START Supplied data
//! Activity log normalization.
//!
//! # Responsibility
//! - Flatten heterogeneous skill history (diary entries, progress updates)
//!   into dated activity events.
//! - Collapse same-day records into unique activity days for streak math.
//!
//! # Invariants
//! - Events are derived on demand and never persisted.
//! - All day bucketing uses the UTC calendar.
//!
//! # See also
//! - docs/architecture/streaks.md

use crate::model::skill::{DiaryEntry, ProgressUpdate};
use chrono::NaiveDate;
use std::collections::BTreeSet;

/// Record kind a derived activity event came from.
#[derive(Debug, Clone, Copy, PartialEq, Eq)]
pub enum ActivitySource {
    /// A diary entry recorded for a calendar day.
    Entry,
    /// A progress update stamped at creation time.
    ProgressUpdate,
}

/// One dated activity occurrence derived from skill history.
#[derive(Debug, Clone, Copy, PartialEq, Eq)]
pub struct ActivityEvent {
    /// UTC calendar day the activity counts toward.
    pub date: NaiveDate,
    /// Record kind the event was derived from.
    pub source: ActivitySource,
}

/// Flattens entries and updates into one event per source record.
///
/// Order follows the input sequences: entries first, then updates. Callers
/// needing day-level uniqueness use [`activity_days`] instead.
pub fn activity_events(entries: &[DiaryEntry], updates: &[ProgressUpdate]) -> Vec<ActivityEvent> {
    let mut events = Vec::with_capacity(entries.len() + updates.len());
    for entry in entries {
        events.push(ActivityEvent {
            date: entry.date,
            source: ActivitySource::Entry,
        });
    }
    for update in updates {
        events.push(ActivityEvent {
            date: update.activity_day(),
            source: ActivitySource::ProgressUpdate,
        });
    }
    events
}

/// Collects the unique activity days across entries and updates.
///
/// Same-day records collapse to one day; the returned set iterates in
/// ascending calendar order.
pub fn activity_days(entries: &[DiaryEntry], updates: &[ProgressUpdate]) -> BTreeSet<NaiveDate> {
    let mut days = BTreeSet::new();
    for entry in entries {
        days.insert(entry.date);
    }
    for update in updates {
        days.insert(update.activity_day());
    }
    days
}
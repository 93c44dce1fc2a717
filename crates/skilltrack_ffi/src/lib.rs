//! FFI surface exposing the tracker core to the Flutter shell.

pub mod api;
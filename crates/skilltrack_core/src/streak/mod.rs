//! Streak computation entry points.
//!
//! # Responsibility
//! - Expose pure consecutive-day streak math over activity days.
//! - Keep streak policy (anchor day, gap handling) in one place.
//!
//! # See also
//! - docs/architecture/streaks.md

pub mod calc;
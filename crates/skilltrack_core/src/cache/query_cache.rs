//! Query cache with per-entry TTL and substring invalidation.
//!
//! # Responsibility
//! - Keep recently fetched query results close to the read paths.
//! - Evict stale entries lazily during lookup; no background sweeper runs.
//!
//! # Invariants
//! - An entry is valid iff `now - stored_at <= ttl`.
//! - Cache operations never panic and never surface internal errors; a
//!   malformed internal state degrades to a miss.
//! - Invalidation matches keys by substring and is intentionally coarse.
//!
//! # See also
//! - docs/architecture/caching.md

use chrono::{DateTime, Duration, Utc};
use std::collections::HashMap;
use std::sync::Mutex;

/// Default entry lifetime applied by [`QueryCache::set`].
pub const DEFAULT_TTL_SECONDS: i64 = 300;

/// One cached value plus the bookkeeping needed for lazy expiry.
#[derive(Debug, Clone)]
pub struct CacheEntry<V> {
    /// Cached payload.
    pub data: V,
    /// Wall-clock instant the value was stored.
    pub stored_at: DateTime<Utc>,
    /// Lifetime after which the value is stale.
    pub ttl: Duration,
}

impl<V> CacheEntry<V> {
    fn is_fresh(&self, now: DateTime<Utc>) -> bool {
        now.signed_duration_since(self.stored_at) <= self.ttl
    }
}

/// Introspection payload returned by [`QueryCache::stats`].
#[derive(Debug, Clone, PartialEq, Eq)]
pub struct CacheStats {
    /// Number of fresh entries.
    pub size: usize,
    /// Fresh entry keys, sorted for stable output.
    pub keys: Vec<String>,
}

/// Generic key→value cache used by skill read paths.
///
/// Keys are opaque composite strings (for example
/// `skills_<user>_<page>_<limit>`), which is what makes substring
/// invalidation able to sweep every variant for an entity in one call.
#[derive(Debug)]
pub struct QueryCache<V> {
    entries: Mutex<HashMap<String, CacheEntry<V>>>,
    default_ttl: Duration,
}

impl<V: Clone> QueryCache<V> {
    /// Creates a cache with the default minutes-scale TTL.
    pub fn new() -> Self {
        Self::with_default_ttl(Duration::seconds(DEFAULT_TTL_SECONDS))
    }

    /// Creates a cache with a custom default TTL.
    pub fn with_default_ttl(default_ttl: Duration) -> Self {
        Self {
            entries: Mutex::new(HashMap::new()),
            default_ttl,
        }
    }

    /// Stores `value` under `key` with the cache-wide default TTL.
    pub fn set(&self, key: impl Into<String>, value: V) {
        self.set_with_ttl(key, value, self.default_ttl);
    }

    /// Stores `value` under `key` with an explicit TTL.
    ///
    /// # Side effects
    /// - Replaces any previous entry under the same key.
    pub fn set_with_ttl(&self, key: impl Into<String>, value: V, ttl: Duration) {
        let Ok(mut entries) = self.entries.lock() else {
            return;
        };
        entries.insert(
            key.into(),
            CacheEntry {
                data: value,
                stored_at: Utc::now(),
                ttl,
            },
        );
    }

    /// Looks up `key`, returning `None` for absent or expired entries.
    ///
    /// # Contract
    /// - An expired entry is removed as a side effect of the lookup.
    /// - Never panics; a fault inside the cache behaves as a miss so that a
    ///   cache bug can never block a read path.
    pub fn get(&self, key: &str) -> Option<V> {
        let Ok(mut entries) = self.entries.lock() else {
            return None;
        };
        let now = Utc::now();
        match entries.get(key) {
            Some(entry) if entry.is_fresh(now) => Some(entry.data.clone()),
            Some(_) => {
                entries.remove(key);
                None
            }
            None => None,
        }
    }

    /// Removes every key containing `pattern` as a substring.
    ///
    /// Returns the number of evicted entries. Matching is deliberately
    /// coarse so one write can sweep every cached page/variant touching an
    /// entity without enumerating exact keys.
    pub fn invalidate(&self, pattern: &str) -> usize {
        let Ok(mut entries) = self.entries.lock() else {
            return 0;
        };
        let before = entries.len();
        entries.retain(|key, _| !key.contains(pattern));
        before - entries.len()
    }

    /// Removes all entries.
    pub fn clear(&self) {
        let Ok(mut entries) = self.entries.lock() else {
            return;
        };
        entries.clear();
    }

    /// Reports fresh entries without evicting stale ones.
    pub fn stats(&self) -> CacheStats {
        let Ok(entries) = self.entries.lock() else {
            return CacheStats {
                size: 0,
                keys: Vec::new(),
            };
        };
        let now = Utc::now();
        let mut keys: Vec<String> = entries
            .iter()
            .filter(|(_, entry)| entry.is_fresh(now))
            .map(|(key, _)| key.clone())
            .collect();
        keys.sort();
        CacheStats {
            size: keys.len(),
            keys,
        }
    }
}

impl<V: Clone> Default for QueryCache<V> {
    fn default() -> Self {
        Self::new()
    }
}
END Supplied data
- Problem statement -
Set down exactly the lines that begin the records and continue through the line bearing "was derived from."; include both ends.

- Task output -
//! Activity log normalization.
//!
//! # Responsibility
//! - Flatten heterogeneous skill history (diary entries, progress updates)
//!   into dated activity events.
//! - Collapse same-day records into unique activity days for streak math.
//!
//! # Invariants
//! - Events are derived on demand and never persisted.
//! - All day bucketing uses the UTC calendar.
//!
//! # See also
//! - docs/architecture/streaks.md

use crate::model::skill::{DiaryEntry, ProgressUpdate};
use chrono::NaiveDate;
use std::collections::BTreeSet;

/// Record kind a derived activity event came from.
#[derive(Debug, Clone, Copy, PartialEq, Eq)]
pub enum ActivitySource {
    /// A diary entry recorded for a calendar day.
    Entry,
    /// A progress update stamped at creation time.
    ProgressUpdate,
}

/// One dated activity occurrence derived from skill history.
#[derive(Debug, Clone, Copy, PartialEq, Eq)]
pub struct ActivityEvent {
    /// UTC calendar day the activity counts toward.
    pub date: NaiveDate,
    /// Record kind the event was derived from.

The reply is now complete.